Let's use rename_files
to modify them.
['ct1_skull_strip.nii.gz', 'flair_skull_strip.nii.gz', 'seg_mask.nii.gz', 't1_skull_strip.nii.gz', 't2_skull_strip.nii.gz']
old_names = ['ct1_skull_strip.nii.gz', 'flair_skull_strip.nii.gz', 'seg_mask.nii.gz', 't1_skull_strip.nii.gz', 't2_skull_strip.nii.gz']
new_names = ['t1ce.nii.gz', 'flair.nii.gz', 'seg.nii.gz', 't1.nii.gz', 't2.nii.gz']

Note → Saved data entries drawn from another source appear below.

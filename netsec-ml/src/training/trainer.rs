//! Model trainer stage: fit every candidate family, pick one, package it.

use crate::artifacts::{CandidateReport, DataTransformationArtifact, ModelTrainerArtifact};
use crate::config::{ModelTrainerConfig, TieBreak};
use crate::data::arrays::load_array;
use crate::data::transform::Preprocessor;
use crate::error::MlError;
use crate::models::{CandidateModel, Classifier, ModelFamily};
use crate::training::estimator::NetworkModel;
use crate::training::metrics::{ClassificationMetric, get_classification_score};
use crate::training::reproducibility::SeedManager;
use crate::training::tracking::{ExperimentTracker, TrackedRun};
use ndarray::{Array1, Array2, Axis, s};
use rand::SeedableRng;
use rand::rngs::StdRng;
use rand::seq::SliceRandom;
use std::sync::Arc;

/// Score differences at or below this count as ties.
const SCORE_TOLERANCE: f64 = 1e-12;

pub const FINAL_MODEL_FILE_NAME: &str = "model.json";
pub const FINAL_PREPROCESSOR_FILE_NAME: &str = "preprocessor.json";

/// Knobs of the selection procedure.
#[derive(Debug, Clone, Copy)]
pub struct SelectionOptions {
    pub seed: u64,
    pub cv_folds: usize,
    pub tie_break: TieBreak,
}

/// A fitted candidate with its held-out score.
#[derive(Debug, Clone)]
pub struct EvaluatedCandidate {
    pub model: CandidateModel,
    pub test_metric: ClassificationMetric,
}

/// Outcome of [`evaluate_models`].
#[derive(Debug, Clone)]
pub struct ModelSelection {
    pub candidates: Vec<EvaluatedCandidate>,
    pub best_index: usize,
}

impl ModelSelection {
    pub fn best(&self) -> &EvaluatedCandidate {
        &self.candidates[self.best_index]
    }
}

/// Split a `[features | target]` array.
pub fn split_features_target(array: &Array2<f64>) -> Result<(Array2<f64>, Array1<f64>), MlError> {
    if array.ncols() < 2 {
        return Err(MlError::training(format!(
            "transformed array has {} columns; need features and a target",
            array.ncols()
        )));
    }
    let last = array.ncols() - 1;
    Ok((
        array.slice(s![.., ..last]).to_owned(),
        array.column(last).to_owned(),
    ))
}

/// Labels must be 0/1; the training split must hold both classes.
pub fn check_labels(y_train: &Array1<f64>, y_test: &Array1<f64>) -> Result<(), MlError> {
    if y_train.is_empty() {
        return Err(MlError::training("training split is empty"));
    }
    if y_test.is_empty() {
        return Err(MlError::training("test split is empty"));
    }
    if let Some(bad) = y_train
        .iter()
        .chain(y_test.iter())
        .find(|v| **v != 0.0 && **v != 1.0)
    {
        return Err(MlError::training(format!(
            "target must be binary (0/1 after mapping -1 to 0), found {bad}"
        )));
    }
    let positives = y_train.iter().filter(|v| **v == 1.0).count();
    if positives == 0 || positives == y_train.len() {
        return Err(MlError::training(format!(
            "training split has a single class ({} rows); need at least two classes",
            y_train.len()
        )));
    }
    Ok(())
}

/// Seeded k-fold partition of `0..n` as `(fit, holdout)` index pairs.
pub fn kfold_indices(n: usize, k: usize, seed: u64) -> Vec<(Vec<usize>, Vec<usize>)> {
    let k = k.min(n);
    if k < 2 {
        return Vec::new();
    }
    let mut order: Vec<usize> = (0..n).collect();
    order.shuffle(&mut StdRng::seed_from_u64(seed));
    let (base, extra) = (n / k, n % k);
    let mut folds = Vec::with_capacity(k);
    let mut start = 0;
    for fold in 0..k {
        let len = base + usize::from(fold < extra);
        let holdout = order[start..start + len].to_vec();
        let fit: Vec<usize> = order[..start]
            .iter()
            .chain(&order[start + len..])
            .copied()
            .collect();
        folds.push((fit, holdout));
        start += len;
    }
    folds
}

fn cross_validated_f1(
    model: &CandidateModel,
    x: &Array2<f64>,
    y: &Array1<f64>,
    folds: &[(Vec<usize>, Vec<usize>)],
    seed: u64,
) -> Result<f64, MlError> {
    let mut total = 0.0;
    for (fit_idx, holdout_idx) in folds {
        let mut candidate = model.clone();
        candidate.fit(
            &x.select(Axis(0), fit_idx),
            &y.select(Axis(0), fit_idx),
            seed,
        )?;
        let predicted = candidate.predict(&x.select(Axis(0), holdout_idx))?;
        total += get_classification_score(&y.select(Axis(0), holdout_idx), &predicted)?.f1_score;
    }
    Ok(total / folds.len() as f64)
}

/// Pick a family's configuration: the best grid point by mean CV F1
/// (first-seen on ties), or the default when tuning is off.
fn tune_family(
    family: ModelFamily,
    x: &Array2<f64>,
    y: &Array1<f64>,
    folds: &[(Vec<usize>, Vec<usize>)],
    seed: u64,
) -> Result<CandidateModel, MlError> {
    if folds.is_empty() {
        return Ok(CandidateModel::default_for(family));
    }
    let mut best: Option<(f64, CandidateModel)> = None;
    for candidate in CandidateModel::grid(family) {
        let score = cross_validated_f1(&candidate, x, y, folds, seed)?;
        tracing::debug!(
            family = %family,
            params = %candidate.params(),
            cv_f1 = score,
            "Grid point scored"
        );
        let better = best
            .as_ref()
            .is_none_or(|(b, _)| score > b + SCORE_TOLERANCE);
        if better {
            best = Some((score, candidate));
        }
    }
    best.map(|(_, m)| m)
        .ok_or_else(|| MlError::training(format!("no grid points for {family}")))
}

/// `true` when `challenger` should replace `incumbent`.
fn outranks(
    challenger: &ClassificationMetric,
    incumbent: &ClassificationMetric,
    tie_break: TieBreak,
) -> bool {
    let diff = challenger.f1_score - incumbent.f1_score;
    if diff > SCORE_TOLERANCE {
        return true;
    }
    if diff < -SCORE_TOLERANCE {
        return false;
    }
    match tie_break {
        TieBreak::Precision => {
            challenger.precision_score > incumbent.precision_score + SCORE_TOLERANCE
        }
        TieBreak::Recall => challenger.recall_score > incumbent.recall_score + SCORE_TOLERANCE,
        TieBreak::FirstSeen => false,
    }
}

/// Index of the winning metric: highest F1, then `tie_break`, then order.
pub fn select_best(metrics: &[ClassificationMetric], tie_break: TieBreak) -> Option<usize> {
    let mut best: Option<usize> = None;
    for (i, metric) in metrics.iter().enumerate() {
        let replace = match best {
            None => true,
            Some(b) => outranks(metric, &metrics[b], tie_break),
        };
        if replace {
            best = Some(i);
        }
    }
    best
}

/// Fit every family on the training split and score it on the test split.
pub fn evaluate_models(
    x_train: &Array2<f64>,
    y_train: &Array1<f64>,
    x_test: &Array2<f64>,
    y_test: &Array1<f64>,
    options: SelectionOptions,
) -> Result<ModelSelection, MlError> {
    let mut seeds = SeedManager::new(options.seed);
    let folds = kfold_indices(x_train.nrows(), options.cv_folds, seeds.get_seed("cv"));

    let mut candidates = Vec::with_capacity(ModelFamily::ALL.len());
    for family in ModelFamily::ALL {
        let seed = seeds.get_seed(&format!("{family:?}"));
        let mut model = tune_family(family, x_train, y_train, &folds, seed)?;
        model.fit(x_train, y_train, seed)?;
        let predicted = model.predict(x_test)?;
        let test_metric = get_classification_score(y_test, &predicted)?;
        tracing::debug!(
            family = %family,
            f1 = test_metric.f1_score,
            precision = test_metric.precision_score,
            recall = test_metric.recall_score,
            "Candidate evaluated"
        );
        candidates.push(EvaluatedCandidate { model, test_metric });
    }

    let metrics: Vec<ClassificationMetric> = candidates.iter().map(|c| c.test_metric).collect();
    let best_index = select_best(&metrics, options.tie_break)
        .ok_or_else(|| MlError::training("no candidate models were evaluated"))?;
    Ok(ModelSelection {
        candidates,
        best_index,
    })
}

/// Model trainer stage.
pub struct ModelTrainer {
    config: ModelTrainerConfig,
    transformation_artifact: DataTransformationArtifact,
    tracker: Arc<dyn ExperimentTracker>,
}

impl ModelTrainer {
    pub fn new(
        config: ModelTrainerConfig,
        transformation_artifact: DataTransformationArtifact,
        tracker: Arc<dyn ExperimentTracker>,
    ) -> Self {
        Self {
            config,
            transformation_artifact,
            tracker,
        }
    }

    fn selection_options(&self) -> SelectionOptions {
        SelectionOptions {
            seed: self.config.seed,
            cv_folds: self.config.cv_folds,
            tie_break: self.config.tie_break,
        }
    }

    fn report_diagnostics(
        &self,
        family: ModelFamily,
        train: &ClassificationMetric,
        test: &ClassificationMetric,
    ) {
        if test.f1_score < self.config.expected_score {
            tracing::warn!(
                family = %family,
                f1 = test.f1_score,
                expected = self.config.expected_score,
                "Best model is below the expected score"
            );
        }
        let gap = (train.f1_score - test.f1_score).abs();
        if gap > self.config.overfitting_threshold {
            tracing::warn!(
                family = %family,
                train_f1 = train.f1_score,
                test_f1 = test.f1_score,
                threshold = self.config.overfitting_threshold,
                "Train/test F1 gap suggests over- or underfitting"
            );
        }
    }

    /// Log the run; failures are returned as text, never raised.
    async fn track(&self, run: &TrackedRun) -> Option<String> {
        match self.tracker.log_run(run).await {
            Ok(()) => None,
            Err(e) => {
                tracing::warn!(
                    tracker = self.tracker.name(),
                    error = %e,
                    "Experiment tracking failed; continuing"
                );
                Some(e.to_string())
            }
        }
    }

    pub async fn initiate_model_trainer(&self) -> Result<ModelTrainerArtifact, MlError> {
        let train = load_array(&self.transformation_artifact.transformed_train_file_path)?;
        let test = load_array(&self.transformation_artifact.transformed_test_file_path)?;
        let (x_train, y_train) = split_features_target(&train)?;
        let (x_test, y_test) = split_features_target(&test)?;
        if x_train.ncols() != x_test.ncols() {
            return Err(MlError::training(format!(
                "train has {} features, test has {}",
                x_train.ncols(),
                x_test.ncols()
            )));
        }
        check_labels(&y_train, &y_test)?;
        let preprocessor =
            Preprocessor::load(&self.transformation_artifact.transformed_object_file_path)?;

        let options = self.selection_options();
        let (selection, x_train, y_train) = tokio::task::spawn_blocking(move || {
            evaluate_models(&x_train, &y_train, &x_test, &y_test, options)
                .map(|selection| (selection, x_train, y_train))
        })
        .await
        .map_err(|e| MlError::training(format!("candidate fitting task failed: {e}")))??;

        let best = selection.best();
        let family = best.model.family();
        let train_metric = get_classification_score(&y_train, &best.model.predict(&x_train)?)?;
        let test_metric = best.test_metric;
        tracing::info!(
            family = %family,
            train_f1 = train_metric.f1_score,
            test_f1 = test_metric.f1_score,
            "Best model selected"
        );
        self.report_diagnostics(family, &train_metric, &test_metric);

        let network_model = NetworkModel::new(preprocessor, best.model.clone());
        network_model.save(&self.config.trained_model_file_path)?;
        network_model.save(&self.config.final_model_dir.join(FINAL_MODEL_FILE_NAME))?;
        network_model
            .preprocessor
            .save(&self.config.final_model_dir.join(FINAL_PREPROCESSOR_FILE_NAME))?;

        let tracking_error = self
            .track(&TrackedRun {
                run_name: format!("{family:?}").to_lowercase(),
                model_family: family,
                params: best.model.params(),
                train_metric,
                test_metric,
                model_path: self.config.trained_model_file_path.clone(),
            })
            .await;

        let candidate_reports = selection
            .candidates
            .iter()
            .map(|c| CandidateReport {
                family: c.model.family(),
                params: c.model.params(),
                test_metric: c.test_metric,
            })
            .collect();

        Ok(ModelTrainerArtifact {
            trained_model_file_path: self.config.trained_model_file_path.clone(),
            model_family: family,
            train_metric_artifact: train_metric,
            test_metric_artifact: test_metric,
            tie_break: self.config.tie_break,
            candidate_reports,
            tracking_error,
        })
    }
}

for o, n in zip(old_names, new_names):
rename_files(
root_dir=root_data_path,
old_name=o,
new_name=n,
safe_mode=True
)
[SAFE MODE] Would rename: ./datasets/LUMIERE/Patient-012-week-016/ct1_skull_strip.nii.gz -> ./datasets/LUMIERE/Patient-012-week-016/t1ce.nii.gz
[SAFE MODE] Would rename: ./datasets/LUMIERE/Patient-023-week-001/ct1_skull_strip.nii.gz -> ./datasets/LUMIERE/Patient-023-week-001/t1ce.nii.gz
....
[SAFE MODE] Would rename: ./datasets/LUMIERE/Patient-077-week-083/t2_skull_strip.nii.gz -> ./datasets/LUMIERE/Patient-077-week-083/t2.nii.gz
for o, n in zip(old_names, new_names):
rename_files(
root_dir=root_data_path,
old_name=o,
new_name=n,
safe_mode=False
)
Additionally, to allow AUDIT to locate each image simply by the subject ID, we will name each image with the
corresponding subject identifier along with the sequence name. To do this, we will use the add_string_filenames
function, which allows us to add both suffixes and prefixes to specific files.
for subject in list_dirs(root_data_path):
add_string_filenames(
root_dir=os.path.join(root_data_path, subject),
prefix=f"{subject}_",
ext=None,
safe_mode=False
)
With this, we would have organized the project as required to work with AUDIT. Additionally, we recommend that the
images (sequences and segmentations provided by the medical experts) be placed in a directory called DATASET_images
,
so that the segmentations from each model are contained in the DATASET_seg
directory. Therefore, to conclude, we'll
rename the LUMIERE directory to LUMIERE_images
.
rename_directories(
root_dir="./datasets/",
old_name="LUMIERE",
new_name="LUMIERE_images",
safe_mode=False
)
Conclusion
By following these steps, we have successfully cleaned, organized, and standardized the LUMIERE dataset, making it ready for further analysis. The AUDIT library has provided a powerful toolkit for efficiently preprocessing and structuring the data.